Why and How

Why RED

Global research suggests that families with incomes below poverty lines are less likely to read every day.According to the National Center for Education Statistics (NCES) only 53 percent of children ages three to five were read to by a family member.

According to research, One in six children who are not reading proficiently in the third grade do not graduate from high school on time, a rate four times greater than that for proficient readers. This is even many times higher among underprivileged families and among rural households. There is also research that support the challenges children with disability, cancer or any other illness face with regards to reading.

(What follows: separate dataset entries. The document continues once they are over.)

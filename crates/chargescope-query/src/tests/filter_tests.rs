//! Filter evaluator tests.

use chargescope_storage::Dataset;
use chargescope_types::{ChargerType, FilterSelection};

use super::fixtures::{day, session, station, three_station_dataset};
use crate::filter_sessions;

fn full_span() -> FilterSelection {
    FilterSelection::span(day(2024, 3, 1), day(2024, 3, 5))
}

#[test]
fn test_full_span_matches_everything() {
    let dataset = three_station_dataset();
    let subset = filter_sessions(&dataset, &full_span());
    assert_eq!(subset.len(), dataset.sessions.len());
}

#[test]
fn test_result_is_subset_of_dataset() {
    let dataset = three_station_dataset();
    let selection = full_span().with_charger(ChargerType::V2);
    let subset = filter_sessions(&dataset, &selection);

    for matched in &subset {
        assert!(dataset.sessions.iter().any(|s| s.session_id == matched.session_id));
    }
    assert!(subset.len() <= dataset.sessions.len());
}

#[test]
fn test_same_selection_twice_is_identical() {
    let dataset = three_station_dataset();
    let selection = full_span()
        .with_charger(ChargerType::V3)
        .with_regions(["West".to_string(), "South".to_string()]);

    let first = filter_sessions(&dataset, &selection);
    let second = filter_sessions(&dataset, &selection);
    assert_eq!(first, second);
}

#[test]
fn test_date_range_is_inclusive_on_both_ends() {
    let dataset = three_station_dataset();

    let single_day = FilterSelection::span(day(2024, 3, 1), day(2024, 3, 1));
    let subset = filter_sessions(&dataset, &single_day);
    let ids: Vec<&str> = subset.iter().map(|s| s.session_id.as_str()).collect();
    assert_eq!(ids, vec!["s-01", "s-02", "s-07"]);

    let last_day = FilterSelection::span(day(2024, 3, 5), day(2024, 3, 5));
    assert_eq!(filter_sessions(&dataset, &last_day).len(), 2);
}

#[test]
fn test_charger_type_predicate() {
    let dataset = three_station_dataset();
    let selection = full_span().with_charger(ChargerType::V2);
    let subset = filter_sessions(&dataset, &selection);

    assert_eq!(subset.len(), 4);
    assert!(subset.iter().all(|s| s.charger_type == ChargerType::V2));
}

#[test]
fn test_region_predicate_joins_through_station() {
    let dataset = three_station_dataset();

    let west = full_span().with_regions(["West".to_string()]);
    assert_eq!(filter_sessions(&dataset, &west).len(), 6);

    let east = full_span().with_regions(["East".to_string()]);
    assert_eq!(filter_sessions(&dataset, &east).len(), 3);

    let west_south = full_span().with_regions(["West".to_string(), "South".to_string()]);
    assert_eq!(filter_sessions(&dataset, &west_south).len(), 7);
}

#[test]
fn test_all_predicates_are_conjoined() {
    let dataset = three_station_dataset();
    let selection = FilterSelection::span(day(2024, 3, 1), day(2024, 3, 3))
        .with_charger(ChargerType::V3)
        .with_regions(["West".to_string()]);

    let ids: Vec<&str> = filter_sessions(&dataset, &selection)
        .iter()
        .map(|s| s.session_id.as_str())
        .collect();
    assert_eq!(ids, vec!["s-01", "s-02", "s-04"]);
}

#[test]
fn test_no_matches_is_empty_not_error() {
    let dataset = three_station_dataset();
    let selection = FilterSelection::span(day(2030, 1, 1), day(2030, 12, 31));
    assert!(filter_sessions(&dataset, &selection).is_empty());
}

#[test]
fn test_unknown_station_never_matches_region_restriction() {
    let dataset = Dataset::new(
        vec![session("s-01", "SC_99", "2024-03-01 08:00", 5.0)],
        vec![station("SC_01", "Harris Ranch", 36.25, -120.5, "West")],
        vec![],
    );

    let unrestricted = FilterSelection::span(day(2024, 3, 1), day(2024, 3, 1));
    assert_eq!(filter_sessions(&dataset, &unrestricted).len(), 1);

    let restricted = unrestricted.with_regions(["West".to_string()]);
    assert!(filter_sessions(&dataset, &restricted).is_empty());
}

Reading increases children exposure to language, fosters the development of literacy skills, reading comprehension, vocabulary and shared positive attitude between families. Finally, Pew Research Center conducted a survey among US adults which suggests 90 percent of the public believe reading and communication as the most important skill required for success. Our Approach results in stronger relationships, emotional spark, global opportunities and perspective, academic excellence, language mastery, enhanced leadership skills, effective communication skills, multisensory integration and increased vocabulary.

How RED

RED Leverages a highly efficient literacy program reaching many kids and their families by placing the RED Bookshelf (Lending Library) in every classroom/community and fostering families engagement through the RED Knowledge Bank (a consolidated vocabulary guide by kids for kids). In partnership with book publishers, distributors and volunteers, we are efficiently able to deliver literacy to many kids around the globe. Effectively we do this through partners, distributors, publishers, volunteers, RED shows, RED knowledge bank and RED mobile lending library kiosks.

Measure RED

RED measures how its outreach is impacting literacy through its RED and KID Barometer. The RED Barometer measures RED outreach in terms of number of children reached, number of books distributed or downloaded, number of participating organizations, number of resource partners or volunteers whereas the KID Barometer measures reading interest linked to reading frequency, family engagement and kids performance.